Учитель математики Федоров, бывший хозяином пансиона, «был ленив до невыразимости и, пришедши в класс, читал, занесши ноги на стол, какой-нибудь роман про себя либо ходил взад-вперед по классу, наблюдая только, чтобы в это время все молчали; за нарушение же тишины без церемонии бил виновных по щекам. И в собственном его пансионе нельзя было от него научиться ничему по математике. Трудно вообразить в наше время существование подобного учителя, хотя это был человек, умевший отлично пускать пыль в глаза и тем устраивать себе карьеру. Впоследствии, уже в сороковых годах, он был директором училищ в Курске и, принимая в гимназии посещение одного значительного лица, сообразил, что это значительное лицо неблагосклонно смотрит на многоучение, и когда это значительное лицо, обозревая богатую библиотеку, пожертвованную гимназии Демидовым, спросило его, как он думает, уместно ли в гимназии держать такую библиотеку, Федоров отвечал: „Нахожу это излишнею роскошью“. Этот ответ много пособил ему в дальнейшей его карьере.
Учитель русской словесности Николай Михайлович Севастьянов был тип ханжи, довольно редкий на Руси, как известно, мало отличающейся склонностью к девотизму; он сочинял акафисты св. Митрофану, постоянно посещал архиереев, архимандритов и, пришедши в класс, более поучал своих питомцев благочестию, чем русскому языку. Кроме того, в своих познаниях о русской словесности это был человек до крайности отсталый: он не мог слушать без омерзения имени Пушкина, тогда еще бывшего, так сказать, идолом молодежи; идеалы Николая Михайловича обращались к Ломоносову, Хераскову, Державину и даже к киевским писателям XVII века. Он преподавал по риторике Кошанского и задавал по ней писать рассуждения и впечатления, в которых изображались явления природы – восход солнца, гроза, – риторически восхвалялись добродетели, изливалось негодование к порокам. А всегда плотно выбритый, с постною миною, с заплаканными глазами, со вздыхающею грудью являлся он в класс в синем длинном сюртуке, заставлял учеников читать ряд молитв, толковал о чудесах, чудотворных иконах, архиереях, потом спрашивал урок, наблюдая, чтобы ему отвечали слово в слово, а признавая кого-нибудь незнающим, заставлял класть поклоны.

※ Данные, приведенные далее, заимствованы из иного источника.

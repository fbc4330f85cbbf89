use base64::Engine as _;
use base64::engine::general_purpose::STANDARD;
use shared::{
    CategoryListing, DetectionResult, FeedbackRequest, FeedbackResponse, ScanRequest,
    ScanResponse, ScanStats, UserProgress, WasteCategory,
};
use std::str::FromStr;
use std::sync::Arc;
use uuid::Uuid;

use crate::catalog::CategoryCatalog;
use crate::config::{ConfigError, SorterConfig};
use crate::model::{InferenceError, Model};
use crate::preprocess::{self, PreprocessError};
use crate::progression::{EcoEvent, EcoProgressionEngine, FeedbackLedger, ProgressionError};
use crate::quality::ImageQualityAnalyzer;
use crate::ranking::{ClassificationRanker, RankingError};
use crate::records::{ScanLocation, ScanRecord};
use crate::stats;

pub const FEEDBACK_MESSAGE: &str = "Feedback submitted successfully";

#[derive(Debug, thiserror::Error)]
pub enum PipelineError {
    #[error(transparent)]
    Config(#[from] ConfigError),
    #[error(transparent)]
    Preprocess(#[from] PreprocessError),
    #[error(transparent)]
    Inference(#[from] InferenceError),
    #[error(transparent)]
    Ranking(#[from] RankingError),
    #[error(transparent)]
    Progression(#[from] ProgressionError),
    #[error("Invalid base64 image payload: {0}")]
    Base64(#[from] base64::DecodeError),
    #[error("Image is empty")]
    EmptyImage,
    #[error("File too large: {size} bytes exceeds the {max} byte limit")]
    ImageTooLarge { size: usize, max: usize },
    #[error("Invalid file type '{0}'. Only JPEG and PNG images are allowed.")]
    UnsupportedMimeType(String),
    #[error("Latitude must be within [-90, 90] and longitude within [-180, 180]")]
    InvalidLocation,
    #[error("Model produces {model} scores but {labels} labels are configured")]
    LabelCountMismatch { model: usize, labels: usize },
    #[error("Scan not found")]
    ScanMismatch,
    #[error("Feedback already recorded for scan {0}")]
    FeedbackAlreadyRecorded(Uuid),
    #[error("Unknown waste category '{0}'")]
    UnknownCategory(String),
}

#[derive(Debug, Clone)]
pub struct ScanOutcome {
    pub detection: DetectionResult,
    pub record: ScanRecord,
    pub progress: UserProgress,
    pub eco_points_earned: u64,
}

impl ScanOutcome {
    pub fn to_response(&self) -> ScanResponse {
        ScanResponse {
            detection: self.detection.clone(),
            scan_id: self.record.id,
            eco_points_earned: self.eco_points_earned,
            progress: self.progress.clone(),
        }
    }
}

#[derive(Debug, Clone)]
pub struct FeedbackOutcome {
    pub record: ScanRecord,
    pub progress: UserProgress,
    pub eco_points_earned: u64,
}

impl FeedbackOutcome {
    pub fn to_response(&self) -> FeedbackResponse {
        FeedbackResponse {
            message: FEEDBACK_MESSAGE.to_string(),
            eco_points_earned: self.eco_points_earned,
            progress: self.progress.clone(),
        }
    }
}

/// Everything a scan needs, built once at startup and shared by clones.
#[derive(Clone)]
pub struct ScanPipeline {
    config: Arc<SorterConfig>,
    catalog: Arc<CategoryCatalog>,
    analyzer: ImageQualityAnalyzer,
    model: Model,
    ranker: ClassificationRanker,
    engine: EcoProgressionEngine,
}

impl ScanPipeline {
    pub fn new(
        config: SorterConfig,
        catalog: Arc<CategoryCatalog>,
        model: Model,
    ) -> Result<Self, PipelineError> {
        config.validate()?;
        let labels = config.classification.labels.len();
        if model.num_labels() != labels {
            return Err(PipelineError::LabelCountMismatch {
                model: model.num_labels(),
                labels,
            });
        }

        let ranker = ClassificationRanker::from_config(&config.classification, catalog.clone());
        let engine = EcoProgressionEngine::from_config(&config)?;

        Ok(Self {
            config: Arc::new(config),
            catalog,
            analyzer: ImageQualityAnalyzer::new(),
            model,
            ranker,
            engine,
        })
    }

    /// Builds the built-in catalog and loads the configured model.
    pub fn from_config(config: SorterConfig) -> Result<Self, PipelineError> {
        let model = Model::load(&config.model, config.classification.labels.len());
        Self::new(config, Arc::new(CategoryCatalog::builtin()), model)
    }

    pub fn config(&self) -> &SorterConfig {
        &self.config
    }

    pub fn catalog(&self) -> &CategoryCatalog {
        &self.catalog
    }

    pub fn model(&self) -> &Model {
        &self.model
    }

    pub fn engine(&self) -> &EcoProgressionEngine {
        &self.engine
    }

    /// Quality analysis and inference run side by side; only inference can fail.
    pub fn detect(&self, image_data: &[u8]) -> Result<DetectionResult, PipelineError> {
        let (quality, probabilities) = rayon::join(
            || self.analyzer.analyze(image_data),
            || -> Result<Vec<f32>, PipelineError> {
                let tensor = preprocess::preprocess(image_data, self.model.input_size())?;
                Ok(self.model.classify(&tensor)?)
            },
        );
        let probabilities = probabilities?;
        Ok(self.ranker.classify_and_enrich(&probabilities, quality)?)
    }

    pub fn scan(
        &self,
        user_id: Uuid,
        image_data: &[u8],
        mime_type: Option<&str>,
        progress: &UserProgress,
        location: Option<ScanLocation>,
    ) -> Result<ScanOutcome, PipelineError> {
        self.validate_upload(image_data, mime_type)?;
        if let Some(location) = &location {
            if !location.is_valid() {
                return Err(PipelineError::InvalidLocation);
            }
        }

        let detection = self.detect(image_data)?;
        let (progress, eco_points_earned) = self.engine.award(progress, &EcoEvent::Scan)?;
        let record = ScanRecord::from_detection(user_id, image_data, &detection, location);

        log::info!(
            "Scan {} for user {}: {} ({:.2}, confident: {})",
            record.id,
            user_id,
            detection.detected_category,
            detection.confidence_score,
            detection.is_confident
        );

        Ok(ScanOutcome {
            detection,
            record,
            progress,
            eco_points_earned,
        })
    }

    pub fn scan_request(
        &self,
        user_id: Uuid,
        request: &ScanRequest,
        progress: &UserProgress,
    ) -> Result<ScanOutcome, PipelineError> {
        let image_data = STANDARD.decode(request.image_data.trim())?;
        let location = ScanLocation {
            label: request.location.clone(),
            latitude: request.latitude,
            longitude: request.longitude,
        };
        self.scan(
            user_id,
            &image_data,
            request.mime_type.as_deref(),
            progress,
            Some(location),
        )
    }

    pub fn submit_feedback(
        &self,
        user_id: Uuid,
        record: &ScanRecord,
        progress: &UserProgress,
        request: &FeedbackRequest,
    ) -> Result<FeedbackOutcome, PipelineError> {
        if record.id != request.scan_id || record.user_id != user_id {
            return Err(PipelineError::ScanMismatch);
        }
        if record.has_feedback() {
            return Err(PipelineError::FeedbackAlreadyRecorded(record.id));
        }

        let correction = match request.user_correction.as_deref().map(str::trim) {
            None | Some("") => None,
            Some(name) => Some(
                WasteCategory::from_str(name)
                    .map_err(|_| PipelineError::UnknownCategory(name.to_string()))?,
            ),
        };

        let (progress, eco_points_earned) =
            FeedbackLedger::new(&self.engine).apply(progress, request.user_confirmed)?;

        let mut record = record.clone();
        record.record_feedback(
            request.user_confirmed,
            correction,
            request.feedback_notes.clone(),
        );

        log::info!(
            "Feedback on scan {}: confirmed={}, {} points",
            record.id,
            request.user_confirmed,
            eco_points_earned
        );

        Ok(FeedbackOutcome {
            record,
            progress,
            eco_points_earned,
        })
    }

    pub fn stats(&self, records: &[ScanRecord]) -> ScanStats {
        stats::scan_stats(records, &self.catalog)
    }

    pub fn categories(&self) -> Vec<CategoryListing> {
        self.catalog.listing(self.ranker.labels())
    }

    fn validate_upload(&self, image_data: &[u8], mime_type: Option<&str>) -> Result<(), PipelineError> {
        if image_data.is_empty() {
            return Err(PipelineError::EmptyImage);
        }
        let max = self.config.upload.max_image_bytes;
        if image_data.len() > max {
            return Err(PipelineError::ImageTooLarge {
                size: image_data.len(),
                max,
            });
        }
        if let Some(mime_type) = mime_type {
            let allowed = self
                .config
                .upload
                .allowed_mime_types
                .iter()
                .any(|m| m.eq_ignore_ascii_case(mime_type.trim()));
            if !allowed {
                return Err(PipelineError::UnsupportedMimeType(mime_type.to_string()));
            }
        }
        Ok(())
    }
}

Учитель естественной истории Сухомлинов, брат бывшего харьковского профессора химии, был человек неглупый, но мало подготовленный и мало расположенный к науке; впрочем, так как он был умнее других, то несмотря на его недостатки как учителя в полном смысле этого слова, он все-таки мог передать своим питомцам какие-нибудь полезные признаки знания.
Учитель всеобщей истории Цветаев преподавал по плохой истории Шрекка, не передавал ученикам никаких собственноустных рассказов, не освещал излагаемых в книге фактов какими бы то ни было объяснениями и взглядами, не познакомил учеников даже в первоначальном виде с критикою истории и, как видно, сам не любил своего предмета: всегда почти сонный и вялый, этот учитель способен был расположить своих питомцев к лени и полному безучастию к научным предметам.